Saved entries:
********

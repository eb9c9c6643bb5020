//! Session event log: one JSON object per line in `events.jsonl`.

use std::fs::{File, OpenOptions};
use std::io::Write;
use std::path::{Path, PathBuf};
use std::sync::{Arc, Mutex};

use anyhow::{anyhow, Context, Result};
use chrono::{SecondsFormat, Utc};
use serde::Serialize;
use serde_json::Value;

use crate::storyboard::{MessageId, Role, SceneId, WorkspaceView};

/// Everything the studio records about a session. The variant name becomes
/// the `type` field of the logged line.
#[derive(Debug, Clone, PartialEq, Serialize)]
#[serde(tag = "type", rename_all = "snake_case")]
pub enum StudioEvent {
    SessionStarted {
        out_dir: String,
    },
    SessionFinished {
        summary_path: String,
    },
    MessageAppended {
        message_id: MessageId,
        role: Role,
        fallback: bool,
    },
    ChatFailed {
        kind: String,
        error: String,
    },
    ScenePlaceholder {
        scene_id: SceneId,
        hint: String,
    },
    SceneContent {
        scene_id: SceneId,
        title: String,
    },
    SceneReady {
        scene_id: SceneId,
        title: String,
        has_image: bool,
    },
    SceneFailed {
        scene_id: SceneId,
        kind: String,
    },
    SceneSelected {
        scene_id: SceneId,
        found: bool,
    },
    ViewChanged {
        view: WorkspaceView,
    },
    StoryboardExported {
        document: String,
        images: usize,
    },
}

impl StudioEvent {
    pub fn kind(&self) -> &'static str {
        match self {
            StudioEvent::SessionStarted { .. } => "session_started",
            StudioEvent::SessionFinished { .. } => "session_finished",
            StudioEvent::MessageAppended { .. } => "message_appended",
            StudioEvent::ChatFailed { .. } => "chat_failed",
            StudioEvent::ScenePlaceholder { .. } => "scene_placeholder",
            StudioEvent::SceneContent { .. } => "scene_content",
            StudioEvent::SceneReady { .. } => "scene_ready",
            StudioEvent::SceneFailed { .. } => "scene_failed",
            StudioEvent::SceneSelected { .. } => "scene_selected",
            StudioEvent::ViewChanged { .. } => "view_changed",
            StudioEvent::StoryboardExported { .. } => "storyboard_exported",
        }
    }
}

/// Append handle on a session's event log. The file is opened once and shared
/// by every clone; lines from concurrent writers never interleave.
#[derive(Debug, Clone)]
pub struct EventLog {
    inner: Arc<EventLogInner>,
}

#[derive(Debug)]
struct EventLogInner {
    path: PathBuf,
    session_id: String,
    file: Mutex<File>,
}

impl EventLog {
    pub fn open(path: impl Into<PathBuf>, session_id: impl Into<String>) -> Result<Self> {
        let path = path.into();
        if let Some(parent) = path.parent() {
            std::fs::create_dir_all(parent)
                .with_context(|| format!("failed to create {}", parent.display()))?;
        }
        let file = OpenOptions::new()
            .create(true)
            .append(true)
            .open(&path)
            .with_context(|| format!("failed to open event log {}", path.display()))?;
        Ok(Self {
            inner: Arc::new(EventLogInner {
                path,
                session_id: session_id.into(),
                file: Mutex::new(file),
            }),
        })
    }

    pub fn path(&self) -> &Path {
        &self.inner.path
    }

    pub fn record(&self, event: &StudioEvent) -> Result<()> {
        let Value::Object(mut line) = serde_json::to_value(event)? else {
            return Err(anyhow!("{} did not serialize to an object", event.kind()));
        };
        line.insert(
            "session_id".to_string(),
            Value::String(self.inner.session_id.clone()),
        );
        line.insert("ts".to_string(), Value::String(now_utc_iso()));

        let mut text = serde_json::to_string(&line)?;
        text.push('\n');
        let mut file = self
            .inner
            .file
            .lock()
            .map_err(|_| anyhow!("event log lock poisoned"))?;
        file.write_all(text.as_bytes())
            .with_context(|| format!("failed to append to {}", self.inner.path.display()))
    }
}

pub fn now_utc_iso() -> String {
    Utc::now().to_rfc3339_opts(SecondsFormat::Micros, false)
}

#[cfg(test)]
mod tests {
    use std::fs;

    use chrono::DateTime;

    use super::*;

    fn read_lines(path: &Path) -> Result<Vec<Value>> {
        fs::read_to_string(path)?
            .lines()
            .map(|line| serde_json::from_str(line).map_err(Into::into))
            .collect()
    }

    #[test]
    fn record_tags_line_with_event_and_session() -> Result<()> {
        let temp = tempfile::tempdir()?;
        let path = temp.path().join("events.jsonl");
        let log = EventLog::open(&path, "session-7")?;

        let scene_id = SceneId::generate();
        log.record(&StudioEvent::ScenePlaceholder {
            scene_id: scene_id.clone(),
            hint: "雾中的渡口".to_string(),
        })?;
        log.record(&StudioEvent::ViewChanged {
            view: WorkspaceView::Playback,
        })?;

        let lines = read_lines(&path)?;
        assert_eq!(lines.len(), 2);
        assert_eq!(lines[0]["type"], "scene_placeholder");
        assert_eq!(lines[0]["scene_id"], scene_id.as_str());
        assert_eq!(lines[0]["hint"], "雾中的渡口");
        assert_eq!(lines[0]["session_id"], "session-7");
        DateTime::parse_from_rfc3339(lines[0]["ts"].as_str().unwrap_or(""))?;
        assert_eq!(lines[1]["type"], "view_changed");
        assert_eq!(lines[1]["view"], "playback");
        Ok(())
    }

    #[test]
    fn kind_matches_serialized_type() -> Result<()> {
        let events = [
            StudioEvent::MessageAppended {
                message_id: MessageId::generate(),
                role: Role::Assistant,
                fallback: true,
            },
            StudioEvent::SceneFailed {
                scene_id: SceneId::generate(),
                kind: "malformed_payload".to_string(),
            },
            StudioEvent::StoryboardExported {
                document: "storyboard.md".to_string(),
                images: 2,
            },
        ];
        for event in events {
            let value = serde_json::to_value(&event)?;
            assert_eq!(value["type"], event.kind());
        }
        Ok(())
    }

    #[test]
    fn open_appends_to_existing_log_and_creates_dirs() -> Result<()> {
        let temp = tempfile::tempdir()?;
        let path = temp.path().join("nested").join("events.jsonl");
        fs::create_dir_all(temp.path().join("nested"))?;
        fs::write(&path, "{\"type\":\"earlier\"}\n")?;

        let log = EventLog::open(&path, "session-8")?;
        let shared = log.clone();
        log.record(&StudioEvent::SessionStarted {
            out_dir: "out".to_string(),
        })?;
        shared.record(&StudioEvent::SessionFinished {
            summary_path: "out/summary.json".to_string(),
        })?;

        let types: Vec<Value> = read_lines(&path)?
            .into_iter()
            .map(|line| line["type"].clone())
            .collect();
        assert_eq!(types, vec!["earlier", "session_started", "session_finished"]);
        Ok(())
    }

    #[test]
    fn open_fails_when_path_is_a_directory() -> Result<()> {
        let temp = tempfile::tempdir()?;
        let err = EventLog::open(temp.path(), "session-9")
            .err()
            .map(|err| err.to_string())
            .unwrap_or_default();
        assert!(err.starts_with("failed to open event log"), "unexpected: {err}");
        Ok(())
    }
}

********

**Work request:**
Wherever the string "雾中的渡口" appears in the entries above, return the line it appears on.

**Response:**
            hint: "雾中的渡口".to_string(),
        assert_eq!(lines[0]["hint"], "雾中的渡口");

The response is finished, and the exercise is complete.